### WHAT THE TASK REQUIRES
Please restate the data word for word, in full.

╭─ INPUT DATA

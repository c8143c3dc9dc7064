//! HTTP Client Abstraction
//!
//! The single capability the catalog client needs from its host: send one
//! request, get one response. Retry, backoff and status classification are
//! API-specific and live in the provider crate.

use async_trait::async_trait;
use base64::engine::general_purpose::STANDARD;
use base64::Engine;
use bytes::Bytes;
use serde::{de::DeserializeOwned, Serialize};
use std::collections::HashMap;
use std::time::Duration;

use crate::error::{BridgeError, Result};

/// HTTP method types
#[derive(Debug, Clone, Copy, PartialEq, Eq, Hash)]
pub enum HttpMethod {
    Get,
    Post,
    Put,
    Patch,
    Delete,
}

impl HttpMethod {
    pub fn as_str(&self) -> &'static str {
        match self {
            HttpMethod::Get => "GET",
            HttpMethod::Post => "POST",
            HttpMethod::Put => "PUT",
            HttpMethod::Patch => "PATCH",
            HttpMethod::Delete => "DELETE",
        }
    }
}

impl std::fmt::Display for HttpMethod {
    fn fmt(&self, f: &mut std::fmt::Formatter<'_>) -> std::fmt::Result {
        f.write_str(self.as_str())
    }
}

/// HTTP request builder
#[derive(Debug, Clone)]
pub struct HttpRequest {
    pub method: HttpMethod,
    pub url: String,
    pub headers: HashMap<String, String>,
    pub body: Option<Bytes>,
    pub timeout: Option<Duration>,
}

impl HttpRequest {
    pub fn new(method: HttpMethod, url: impl Into<String>) -> Self {
        Self {
            method,
            url: url.into(),
            headers: HashMap::new(),
            body: None,
            timeout: None,
        }
    }

    pub fn header(mut self, key: impl Into<String>, value: impl Into<String>) -> Self {
        self.headers.insert(key.into(), value.into());
        self
    }

    pub fn bearer_token(self, token: impl AsRef<str>) -> Self {
        self.header("Authorization", format!("Bearer {}", token.as_ref()))
    }

    /// HTTP Basic authentication (RFC 7617) with the given credentials.
    pub fn basic_auth(self, username: &str, password: &str) -> Self {
        let encoded = STANDARD.encode(format!("{}:{}", username, password));
        self.header("Authorization", format!("Basic {}", encoded))
    }

    pub fn json<T: Serialize>(mut self, body: &T) -> Result<Self> {
        let json = serde_json::to_vec(body).map_err(|e| {
            BridgeError::OperationFailed(format!("JSON serialization failed: {}", e))
        })?;
        self.body = Some(Bytes::from(json));
        self.headers
            .insert("Content-Type".to_string(), "application/json".to_string());
        Ok(self)
    }

    /// Form-encoded body (`application/x-www-form-urlencoded`).
    pub fn form(mut self, encoded: String) -> Self {
        self.body = Some(Bytes::from(encoded));
        self.headers.insert(
            "Content-Type".to_string(),
            "application/x-www-form-urlencoded".to_string(),
        );
        self
    }

    pub fn body(mut self, body: Bytes) -> Self {
        self.body = Some(body);
        self
    }

    pub fn timeout(mut self, duration: Duration) -> Self {
        self.timeout = Some(duration);
        self
    }
}

/// HTTP response
#[derive(Debug, Clone)]
pub struct HttpResponse {
    pub status: u16,
    pub headers: HashMap<String, String>,
    pub body: Bytes,
}

impl HttpResponse {
    pub fn new(status: u16, body: impl Into<Bytes>) -> Self {
        Self {
            status,
            headers: HashMap::new(),
            body: body.into(),
        }
    }

    /// Parse response body as JSON
    pub fn json<T: DeserializeOwned>(&self) -> Result<T> {
        serde_json::from_slice(&self.body).map_err(|e| {
            BridgeError::OperationFailed(format!("JSON deserialization failed: {}", e))
        })
    }

    /// Get response body as UTF-8 string
    pub fn text(&self) -> Result<String> {
        String::from_utf8(self.body.to_vec())
            .map_err(|e| BridgeError::OperationFailed(format!("Invalid UTF-8: {}", e)))
    }

    /// Case-insensitive header lookup
    pub fn header(&self, name: &str) -> Option<&str> {
        self.headers
            .iter()
            .find(|(k, _)| k.eq_ignore_ascii_case(name))
            .map(|(_, v)| v.as_str())
    }

    /// True when the body is empty or whitespace only (e.g. 204 No Content)
    pub fn has_empty_body(&self) -> bool {
        self.body.iter().all(|b| b.is_ascii_whitespace())
    }

    /// Check if response status is successful (2xx)
    pub fn is_success(&self) -> bool {
        (200..300).contains(&self.status)
    }

    /// Check if response status indicates a client error (4xx)
    pub fn is_client_error(&self) -> bool {
        (400..500).contains(&self.status)
    }

    /// Check if response status indicates a server error (5xx)
    pub fn is_server_error(&self) -> bool {
        (500..600).contains(&self.status)
    }
}

/// Async HTTP client trait
///
/// Implementations own connection pooling, TLS and per-request timeouts.
/// A single call performs a single round trip: callers layer their own
/// retry policy on top.
///
/// Transport failures map onto [`BridgeError`]: a peer reset must surface as
/// [`BridgeError::ConnectionReset`] so callers can tell it apart from
/// permanent failures.
///
/// # Example
///
/// ```ignore
/// use bridge_traits::http::{HttpClient, HttpRequest, HttpMethod};
///
/// async fn fetch_album(client: &dyn HttpClient) -> Result<String> {
///     let request = HttpRequest::new(HttpMethod::Get, "https://api.spotify.com/v1/albums/abc")
///         .bearer_token("token");
///
///     let response = client.execute(request).await?;
///     response.text()
/// }
/// ```
#[async_trait]
pub trait HttpClient: Send + Sync {
    /// Execute an HTTP request
    ///
    /// # Errors
    ///
    /// Returns error if:
    /// - Network connection fails or is reset
    /// - TLS validation fails
    /// - Request times out
    ///
    /// Non-2xx statuses are NOT errors at this layer.
    async fn execute(&self, request: HttpRequest) -> Result<HttpResponse>;
}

╰─

### RESPONSE AREA
repository c8143c3dc9dc7064
//! HTTP Client Abstraction
//!
//! The single capability the catalog client needs from its host: send one
//! request, get one response. Retry, backoff and status classification are
//! API-specific and live in the provider crate.

use async_trait::async_trait;
use base64::engine::general_purpose::STANDARD;
use base64::Engine;
use bytes::Bytes;
use serde::{de::DeserializeOwned, Serialize};
use std::collections::HashMap;
use std::time::Duration;

use crate::error::{BridgeError, Result};

/// HTTP method types
#[derive(Debug, Clone, Copy, PartialEq, Eq, Hash)]
pub enum HttpMethod {
    Get,
    Post,
    Put,
    Patch,
    Delete,
}

impl HttpMethod {
    pub fn as_str(&self) -> &'static str {
        match self {
            HttpMethod::Get => "GET",
            HttpMethod::Post => "POST",
            HttpMethod::Put => "PUT",
            HttpMethod::Patch => "PATCH",
            HttpMethod::Delete => "DELETE",
        }
    }
}

impl std::fmt::Display for HttpMethod {
    fn fmt(&self, f: &mut std::fmt::Formatter<'_>) -> std::fmt::Result {
        f.write_str(self.as_str())
    }
}

/// HTTP request builder
#[derive(Debug, Clone)]
pub struct HttpRequest {
    pub method: HttpMethod,
    pub url: String,
    pub headers: HashMap<String, String>,
    pub body: Option<Bytes>,
    pub timeout: Option<Duration>,
}

impl HttpRequest {
    pub fn new(method: HttpMethod, url: impl Into<String>) -> Self {
        Self {
            method,
            url: url.into(),
            headers: HashMap::new(),
            body: None,
            timeout: None,
        }
    }

    pub fn header(mut self, key: impl Into<String>, value: impl Into<String>) -> Self {
        self.headers.insert(key.into(), value.into());
        self
    }

    pub fn bearer_token(self, token: impl AsRef<str>) -> Self {
        self.header("Authorization", format!("Bearer {}", token.as_ref()))
    }

    /// HTTP Basic authentication (RFC 7617) with the given credentials.
    pub fn basic_auth(self, username: &str, password: &str) -> Self {
        let encoded = STANDARD.encode(format!("{}:{}", username, password));
        self.header("Authorization", format!("Basic {}", encoded))
    }

    pub fn json<T: Serialize>(mut self, body: &T) -> Result<Self> {
        let json = serde_json::to_vec(body).map_err(|e| {
            BridgeError::OperationFailed(format!("JSON serialization failed: {}", e))
        })?;
        self.body = Some(Bytes::from(json));
        self.headers
            .insert("Content-Type".to_string(), "application/json".to_string());
        Ok(self)
    }

    /// Form-encoded body (`application/x-www-form-urlencoded`).
    pub fn form(mut self, encoded: String) -> Self {
        self.body = Some(Bytes::from(encoded));
        self.headers.insert(
            "Content-Type".to_string(),
            "application/x-www-form-urlencoded".to_string(),
        );
        self
    }

    pub fn body(mut self, body: Bytes) -> Self {
        self.body = Some(body);
        self
    }

    pub fn timeout(mut self, duration: Duration) -> Self {
        self.timeout = Some(duration);
        self
    }
}

/// HTTP response
#[derive(Debug, Clone)]
pub struct HttpResponse {
    pub status: u16,
    pub headers: HashMap<String, String>,
    pub body: Bytes,
}

impl HttpResponse {
    pub fn new(status: u16, body: impl Into<Bytes>) -> Self {
        Self {
            status,
            headers: HashMap::new(),
            body: body.into(),
        }
    }

    /// Parse response body as JSON
    pub fn json<T: DeserializeOwned>(&self) -> Result<T> {
        serde_json::from_slice(&self.body).map_err(|e| {
            BridgeError::OperationFailed(format!("JSON deserialization failed: {}", e))
        })
    }

    /// Get response body as UTF-8 string
    pub fn text(&self) -> Result<String> {
        String::from_utf8(self.body.to_vec())
            .map_err(|e| BridgeError::OperationFailed(format!("Invalid UTF-8: {}", e)))
    }

    /// Case-insensitive header lookup
    pub fn header(&self, name: &str) -> Option<&str> {
        self.headers
            .iter()
            .find(|(k, _)| k.eq_ignore_ascii_case(name))
            .map(|(_, v)| v.as_str())
    }

    /// True when the body is empty or whitespace only (e.g. 204 No Content)
    pub fn has_empty_body(&self) -> bool {
        self.body.iter().all(|b| b.is_ascii_whitespace())
    }

    /// Check if response status is successful (2xx)
    pub fn is_success(&self) -> bool {
        (200..300).contains(&self.status)
    }

    /// Check if response status indicates a client error (4xx)
    pub fn is_client_error(&self) -> bool {
        (400..500).contains(&self.status)
    }

    /// Check if response status indicates a server error (5xx)
    pub fn is_server_error(&self) -> bool {
        (500..600).contains(&self.status)
    }
}

/// Async HTTP client trait
///
/// Implementations own connection pooling, TLS and per-request timeouts.
/// A single call performs a single round trip: callers layer their own
/// retry policy on top.
///
/// Transport failures map onto [`BridgeError`]: a peer reset must surface as
/// [`BridgeError::ConnectionReset`] so callers can tell it apart from
/// permanent failures.
///
/// # Example
///
/// ```ignore
/// use bridge_traits::http::{HttpClient, HttpRequest, HttpMethod};
///
/// async fn fetch_album(client: &dyn HttpClient) -> Result<String> {
///     let request = HttpRequest::new(HttpMethod::Get, "https://api.spotify.com/v1/albums/abc")
///         .bearer_token("token");
///
///     let response = client.execute(request).await?;
///     response.text()
/// }
/// ```
#[async_trait]
pub trait HttpClient: Send + Sync {
    /// Execute an HTTP request
    ///
    /// # Errors
    ///
    /// Returns error if:
    /// - Network connection fails or is reset
    /// - TLS validation fails
    /// - Request times out
    ///
    /// Non-2xx statuses are NOT errors at this layer.
    async fn execute(&self, request: HttpRequest) -> Result<HttpResponse>;
}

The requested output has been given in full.